Уже в ночи, зевая и массируя веки, оба вновь очутились на улице.
— Ты был прав, — признал Нолан.
— Не совсем, — буркнул Урмё. — Деньги поступали от Гурджега ежегодно по восемьдесят пять тысяч галтуров на протяжении двенадцати лет. Итого двадцать тысяч переплаты. Всё, что взяли из города, ему же вернули. Вопрос: почему не поделились с друзьями, и кто собрал деньги для Гурджега? Ведь если я правильно понимаю… — Урмё остановился, потёр виски. Плечи были опущены, спина ссутулена. Старший детектив был измотан. Он взглянул на Нолана и признался: — Кажется, я ничего уже не понимаю. Нам нужно двигаться дальше, а мы лишь копаем вглубь.
— Продолжим завтра, — Феникс ободряюще коснулся плеча друга. И они пошли домой.
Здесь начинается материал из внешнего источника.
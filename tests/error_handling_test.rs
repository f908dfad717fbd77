//! Error handling tests.
//!
//! Broken input must never take the index down: each failure is reported
//! as a diagnostic and the rest of the workspace stays queryable.

use serde_json::Value;
use std::fs;
use std::path::Path;
use std::process::Command;
use std::sync::Arc;
use tempfile::TempDir;
use zuul_index::*;

fn workspace(files: &[(&str, &[u8])]) -> TempDir {
    let temp = tempfile::tempdir().expect("tempdir");
    for (rel, content) in files {
        let path = temp.path().join(rel);
        fs::create_dir_all(path.parent().unwrap()).unwrap();
        fs::write(path, content).unwrap();
    }
    temp
}

async fn index(root: &Path) -> (IndexController, IndexReport, Arc<CollectingSink>) {
    let sink = Arc::new(CollectingSink::new());
    let config = IndexConfig {
        use_cache: false,
        ..IndexConfig::default()
    };
    let controller = IndexController::with_sink(root, config, sink.clone()).unwrap();
    let report = controller.index_all().await.unwrap();
    (controller, report, sink)
}

const GOOD: &[u8] = b"- job:\n    name: good\n";

#[tokio::test]
async fn unparseable_file_is_tracked_without_records() {
    let temp = workspace(&[
        ("zuul.d/good.yaml", GOOD),
        ("zuul.d/broken.yaml", b"- job:\n    name: [unclosed\n"),
    ]);
    let (controller, report, sink) = index(temp.path()).await;

    assert_eq!(report.parsed_files, 2);
    assert_eq!(report.failed_files, 0);
    let broken = temp.path().join("zuul.d/broken.yaml");
    assert_eq!(controller.state().status(&broken), FileStatus::Indexed);
    assert!(controller.state().jobs.read().get_all_for_file(&broken).is_empty());
    assert!(controller.state().jobs.read().get_by_name("good").is_some());
    assert!(sink.snapshot().iter().any(|d| matches!(
        d,
        Diagnostic::UnparseableDocument { file, .. } if *file == broken
    )));
}

#[tokio::test]
async fn job_without_name_is_reported_and_skipped() {
    let temp = workspace(&[(
        "zuul.yaml",
        b"- job:\n    parent: base\n    timeout: 60\n- job:\n    name: named\n",
    )]);
    let (controller, _, sink) = index(temp.path()).await;

    assert_eq!(controller.state().jobs.read().total_count(), 1);
    let reported = sink
        .snapshot()
        .iter()
        .filter(|d| matches!(d, Diagnostic::MissingJobName { .. }))
        .count();
    assert_eq!(reported, 1);
}

#[tokio::test]
async fn non_utf8_file_is_indexed_empty() {
    let temp = workspace(&[
        ("zuul.d/good.yaml", GOOD),
        ("zuul.d/binary.yaml", &[0x2d, 0x20, 0xff, 0xfe, 0x0a]),
    ]);
    let binary = temp.path().join("zuul.d/binary.yaml");
    let sink = Arc::new(CollectingSink::new());
    let controller =
        IndexController::with_sink(temp.path(), IndexConfig::default(), sink.clone()).unwrap();

    for _ in 0..2 {
        let report = controller.index_all().await.unwrap();
        assert_eq!(report.total_files, 2);
        assert_eq!(report.failed_files, 0);
        assert_eq!(controller.state().status(&binary), FileStatus::Indexed);
    }
    assert_eq!(controller.state().jobs.read().total_count(), 1);

    let diagnostics = sink.snapshot();
    assert!(
        !diagnostics
            .iter()
            .any(|d| matches!(d, Diagnostic::UnreadableFile { .. }))
    );
    // The cached empty result is reused on the second pass.
    let unparseable = diagnostics
        .iter()
        .filter(|d| matches!(d, Diagnostic::UnparseableDocument { file, .. } if *file == binary))
        .count();
    assert_eq!(unparseable, 1);
}

#[tokio::test]
async fn unknown_parent_keeps_partial_chain() {
    let temp = workspace(&[(
        "zuul.yaml",
        b"- job:\n    name: orphan\n    parent: missing\n    voting: false\n",
    )]);
    let (controller, _, sink) = index(temp.path()).await;

    let resolved = controller.resolve("orphan").unwrap().unwrap();
    assert_eq!(resolved.chain, vec!["orphan"]);
    assert_eq!(resolved.value("voting"), Some("false"));
    assert!(sink.snapshot().iter().any(|d| matches!(
        d,
        Diagnostic::UnknownParent { parent, .. } if parent == "missing"
    )));
}

#[tokio::test]
async fn parent_cycle_is_truncated() {
    let temp = workspace(&[(
        "zuul.yaml",
        b"- job:\n    name: a\n    parent: b\n- job:\n    name: b\n    parent: a\n",
    )]);
    let (controller, _, sink) = index(temp.path()).await;

    let resolved = controller.resolve("a").unwrap().unwrap();
    assert!(resolved.truncated);
    assert_eq!(resolved.chain.len(), 2);
    assert!(
        sink.snapshot()
            .iter()
            .any(|d| matches!(d, Diagnostic::ParentCycle { .. }))
    );
}

#[test]
fn malformed_config_is_an_error() {
    let temp = workspace(&[(".zuul-index/config.json", b"{ \"use-cache\": ")]);
    let err = IndexConfig::discover(temp.path()).unwrap_err();
    assert!(format!("{:#}", err).contains("Failed to parse config"));
}

#[test]
fn cli_reports_malformed_config_as_json() {
    let temp = workspace(&[("zuul.yaml", GOOD), (".zuul-index/config.json", b"[1, 2")]);
    let output = Command::new(env!("CARGO_BIN_EXE_zuul-index"))
        .args(["--json", "-w", temp.path().to_str().unwrap(), "index"])
        .output()
        .expect("Failed to execute zuul-index CLI");

    assert!(!output.status.success());
    let stderr = String::from_utf8_lossy(&output.stderr);
    let json: Value = serde_json::from_str(&stderr).expect("JSON error on stderr");
    assert!(json["error"].as_str().unwrap().contains("config"));
}

#[test]
fn cli_missing_attribute_is_an_error() {
    let temp = workspace(&[("zuul.yaml", GOOD)]);
    let output = Command::new(env!("CARGO_BIN_EXE_zuul-index"))
        .args([
            "--json",
            "--no-cache",
            "-w",
            temp.path().to_str().unwrap(),
            "resolve",
            "good",
            "--key",
            "nodeset",
        ])
        .output()
        .expect("Failed to execute zuul-index CLI");

    assert!(!output.status.success());
    let stderr = String::from_utf8_lossy(&output.stderr);
    assert!(stderr.contains("no attribute `nodeset`"));
}
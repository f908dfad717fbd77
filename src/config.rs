//! Index configuration.
//!
//! Read from `<root>/.zuul-index/config.json` when present. Every field has a
//! default so an empty object is a valid configuration.

use anyhow::{Context, Result};
use serde::{Deserialize, Serialize};
use std::fs;
use std::path::{Path, PathBuf};
use std::time::Duration;

pub const DEFAULT_CACHE_DIR: &str = ".zuul-index";
pub const CONFIG_FILE: &str = "config.json";

#[derive(Debug, Clone, PartialEq, Eq, Serialize, Deserialize)]
#[serde(default, rename_all = "kebab-case")]
pub struct IndexConfig {
    /// Globs (relative to the root) a file must match to be indexed.
    pub file_patterns: Vec<String>,
    /// Extra globs to skip, on top of the built-in excludes.
    pub exclude_patterns: Vec<String>,
    /// YAML tags whose nodes are kept as opaque sequences.
    pub opaque_tags: Vec<String>,
    pub use_cache: bool,
    /// Cache directory, relative to the root unless absolute.
    pub cache_dir: PathBuf,
    pub max_file_size: u64,
    pub debounce_ms: u64,
}

impl Default for IndexConfig {
    fn default() -> Self {
        Self {
            file_patterns: vec![
                "**/zuul.d/*.yaml".into(),
                "**/zuul.d/*.yml".into(),
                "**/zuul.yaml".into(),
                "**/.zuul.yaml".into(),
                "**/.zuul.d/*.yaml".into(),
            ],
            exclude_patterns: Vec::new(),
            opaque_tags: crate::parsing::DEFAULT_OPAQUE_TAGS
                .iter()
                .map(|t| t.to_string())
                .collect(),
            use_cache: true,
            cache_dir: PathBuf::from(DEFAULT_CACHE_DIR),
            max_file_size: 2 * 1024 * 1024,
            debounce_ms: 200,
        }
    }
}

impl IndexConfig {
    /// Load from an explicit file.
    pub fn load(path: &Path) -> Result<Self> {
        let data = fs::read(path)
            .with_context(|| format!("Failed to read config: {}", path.display()))?;
        serde_json::from_slice(&data)
            .with_context(|| format!("Failed to parse config: {}", path.display()))
    }

    /// Load `<root>/.zuul-index/config.json`, or the defaults when absent.
    pub fn discover(root: &Path) -> Result<Self> {
        let path = root.join(DEFAULT_CACHE_DIR).join(CONFIG_FILE);
        if !path.exists() {
            return Ok(Self::default());
        }
        Self::load(&path)
    }

    pub fn cache_dir(&self, root: &Path) -> PathBuf {
        if self.cache_dir.is_absolute() {
            self.cache_dir.clone()
        } else {
            root.join(&self.cache_dir)
        }
    }

    pub fn debounce(&self) -> Duration {
        Duration::from_millis(self.debounce_ms)
    }
}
Вчерашние воспоминания промелькнули в памяти, и Феникс укорил себя за брезгливость, ведь умелец мог ещё кое-что рассказать, да, не по делу, но, возможно, содержащее некие косвенные зацепки. А детективы не стали слушать. Сбежали. Нолан выбросил это из головы и, насвистывая надоевшую песенку: «Если хочешь подружиться с принцем с дальних берегов, ткни ему ножом под рёбра. Раз и два, и друг готов!», — спустился в кухню. Посреди неё замер с раскрытой газетой Урмё. Он поднял на вошедшего испуганный, затравленный взгляд, просипел:
— О, ты проснулся, мой драгоценный друг! Доброе утро.
Руки его дёрнулись, дрогнули желтоватые листы, и мужчина резко убрал газету за спину, попятился. Феникс вгляделся в Урмё, тот был не похож на себя. Что могло его так напугать?
— Что ты прячешь? — мягко произнёс Нолан, осторожно ступая к другу.
Тот замотал головой. Послышался шелест сминаемых страниц.
— Что? Ничего я не прячу, — неубедительно ответил он.
Нолан протянул руку. Дурацкая привязчивая песенка снаружи била набатом по ушам.
— Покажи, — стиснув зубы, попросил Феникс.
Урмё упрямо взглянул на него снизу вверх и шагнул навстречу. Трясущиеся руки развернули газету.
— Ты не волнуйся только. Присядь.
Сердце Нолана ухнуло в пятки. Ноги подкосились. Стул, оказавшийся рядом, хрустнул от внезапно опустившегося на него тела. Жёлтые страницы пестрели новостями, объявлениями, афишами и оттисками крошечных гравюр разных мануфактур. На предпоследней странице, отданной на растерзание сплетням и безадресным письмам, Нолан увидел несколько строк: «В ночлежку, улица Ястреба, дом 3, комната 6. Рихард на корабле Прэстана. Я на корабле Радонас. Не ждите. Буду там. Передайте дяде Симону: я не справился. Тавир».